ですので今回の場合ですと、コンテナからデータを少し読み取ったらどんどん別のコンテナにデータを書き込んでいき、書き込みが完了したデータはメモリ上からクリアして、新しいデータを読み取って順次処理していきます。アプリはこのStreamが持つ内部Buffer分だけのメモリがあればよいので、バイナリデータの大きさに比例してメモリ使用量が増えていくということはなくなります。
修正したコード
Azure Node SDKにはコンテナ上のBlobをStreamとして取り扱うためのAPIが実装されています。
class BlobOperator {
// BlobServiceの生成はよろしくやってください
private blobService: BlobService
public constructor(blobService: BlobService) {
this.blobService = blobService
}
public copyBlobWithStream(srcContainer: string, dstContainer: string, blobId: string): Promise<void> {
return new Promise<void>((resolve, reject) => {
this.blobService
.createReadStream(srcContainer, blobId, () => {})
.pipe(
this.blobService.createWriteStreamToBlockBlob(dstContainer, blobId, () => {
return resolve()
})
)
})
}
デバッグ実行でStreamの中身を見てみたら、各StreamのBufferサイズは4MBでした。
エラーハンドリング
前述のコードではエラー処理は記述しておりませんでした。しかし実際には読み取り元のコンテナが存在しない(Not Found)、書き込み先にすでにデータが存在する(Conflict)といったエラーが発生するかと思います。
そうするとエラー処理が必要となってきます。前述のコードで使用した関数にはコールバック関数を渡すことができるのでそこでエラー処理をしたいところですが、このコールバック関数はStreamのendイベント、もしくはflashイベントが発火されたあとに動作します。ですのでこのままだとコールバックでエラー処理をすることはできません。
ではどこでエラー処理をすればいいのかというと、Not Found等のエラーは関数実行時に例外がスローされるのでtry-catch
を使うというのが一つの手です。

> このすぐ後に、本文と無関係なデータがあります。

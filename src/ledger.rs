use uuid::Uuid;

use crate::models::{Expense, ExpensePatch};
use crate::utils::now_ms;

/// The client-held ordered collection of expense records, most-recent-first.
///
/// The ledger is pure in-memory state: no I/O, no locking. The owning store
/// serializes access and mirrors every mutation to durable storage and the
/// sync outbox.
#[derive(Debug, Clone, Default)]
pub struct Ledger {
    expenses: Vec<Expense>,
}

impl Ledger {
    pub fn new() -> Self {
        Self::default()
    }

    pub fn from_records(records: Vec<Expense>) -> Self {
        Self { expenses: records }
    }

    /// Append a new record with a fresh identifier and the current time.
    /// Prepended so that insertion order equals recency.
    pub fn add(
        &mut self,
        amount: f64,
        category: Option<String>,
        group_id: Option<String>,
    ) -> Expense {
        let expense = Expense {
            id: Uuid::new_v4().to_string(),
            amount,
            timestamp: now_ms(),
            category,
            group_id,
        };
        self.expenses.insert(0, expense.clone());
        expense
    }

    /// Replace the mutable fields of the matching record in place.
    /// Silent no-op when `id` is absent.
    pub fn update(&mut self, id: &str, patch: &ExpensePatch) {
        if let Some(expense) = self.expenses.iter_mut().find(|e| e.id == id) {
            if let Some(amount) = patch.amount {
                expense.amount = amount;
            }
            if let Some(category) = &patch.category {
                expense.category = Some(category.clone());
            }
        }
    }

    /// Delete the matching record. Silent no-op when absent.
    pub fn remove(&mut self, id: &str) {
        self.expenses.retain(|e| e.id != id);
    }

    /// One-shot hydration from the remote store. Discards any local-only
    /// state accumulated before hydration completed.
    pub fn replace_all(&mut self, records: Vec<Expense>) {
        self.expenses = records;
    }

    /// Sum of `amount` over records with `timestamp >= instant`.
    pub fn total_since(&self, instant_ms: i64) -> f64 {
        self.expenses
            .iter()
            .filter(|e| e.timestamp >= instant_ms)
            .map(|e| e.amount)
            .sum()
    }

    pub fn records(&self) -> &[Expense] {
        &self.expenses
    }

    pub fn get(&self, id: &str) -> Option<&Expense> {
        self.expenses.iter().find(|e| e.id == id)
    }

    pub fn len(&self) -> usize {
        self.expenses.len()
    }

    pub fn is_empty(&self) -> bool {
        self.expenses.is_empty()
    }
}
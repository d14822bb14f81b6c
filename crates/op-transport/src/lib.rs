//! Transport layer connecting the agent to the monitoring backend.
//!
//! Key modules:
//! - [`router`]: binds adapters from configuration and fans messages out
//! - [`adapter`]: the adapter contract and shared queue/reconnect handling
//! - [`axon`]: dual-socket TCP adapter with a sealed envelope
//! - [`websocket`]: duplex WebSocket adapter with per-message sealing
//! - [`queue`]: bounded outbound buffer used while disconnected
//! - [`reconnect`]: probe-gated fixed-interval reconnect loop
//! - [`event_bus`]: pattern-filtered pub/sub for inbound events

pub mod adapter;
pub mod axon;
pub mod channel;
pub mod error;
pub mod event_bus;
pub mod queue;
pub mod reconnect;
pub mod router;
pub mod websocket;

pub use adapter::{Adapter, AdapterContext, AdapterKind, SendOutcome};
pub use error::{Result, TransportError};
pub use event_bus::{EventBus, TransportEvent};
pub use router::TransportRouter;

もう一方の方法として、関数から生成したStreamのerrorイベントにリスナーを登録すると、エラー発生時にコールバック関数が動作するようになるので、空のリスナーを登録しておくというものです(もちろんリスナーの中でエラー処理してもいい)。
class BlobOperator {
// BlobServiceの生成はよろしくやってください
private blobService: BlobService
public constructor(blobService: BlobService) {
this.blobService = blobService
}
public copyBlobWithErrorHandling(
srcContainer: string,
dstContainer: string,
blobId: string
): Promise<void> {
return new Promise<void>((resolve, reject) => {
const srcStream = this.blobService.createReadStream(
srcContainer,
blobId,
(error, result, response) => {
if (error) {
if (response.statusCode === 404) {
// コールバックの第三引数にAzureからのレスポンスオブジェクトが入っているので、
// ステータスコードに応じてエラー処理を分岐する、とかもできる
}
return reject(error)
}
return resolve()
}
)
const dstStream = this.blobService.createWriteStreamToBlockBlob(
dstContainer,
blobId,
(error, result, response) => {
if (error) {
// コピー元BlobのReadable Streamと同じような感じでエラー処理すればいいと思う
return reject(error)
}
}
)
srcStream.pipe(dstStream)
// Streamのerrorイベントにリスナーを登録しておくと、コールバックにエラーが渡される
srcStream.on('error', () => {})
dstStream.on('error', () => {})
})
}
}
自分はコールバック関数を渡す必要があるものは、できるだけその中でコンテキストが完結するようにしたいので上記の書き方をすることが多いです。ただ、そのためだけに空のイベントリスナーを登録するのはノイズ出し、初見の人にはリスナー登録部分のコードの意図が伝わらないのでベストの方法ではないな、と思っています。
まとめ
Node.jsのStream APIを使ってAzure Blob Storage間でデータを転送する方法を紹介しました。Blob Storageではサイズが大きいデータを操作することが多いので、メモリ使用量は気をつけたいポイントです。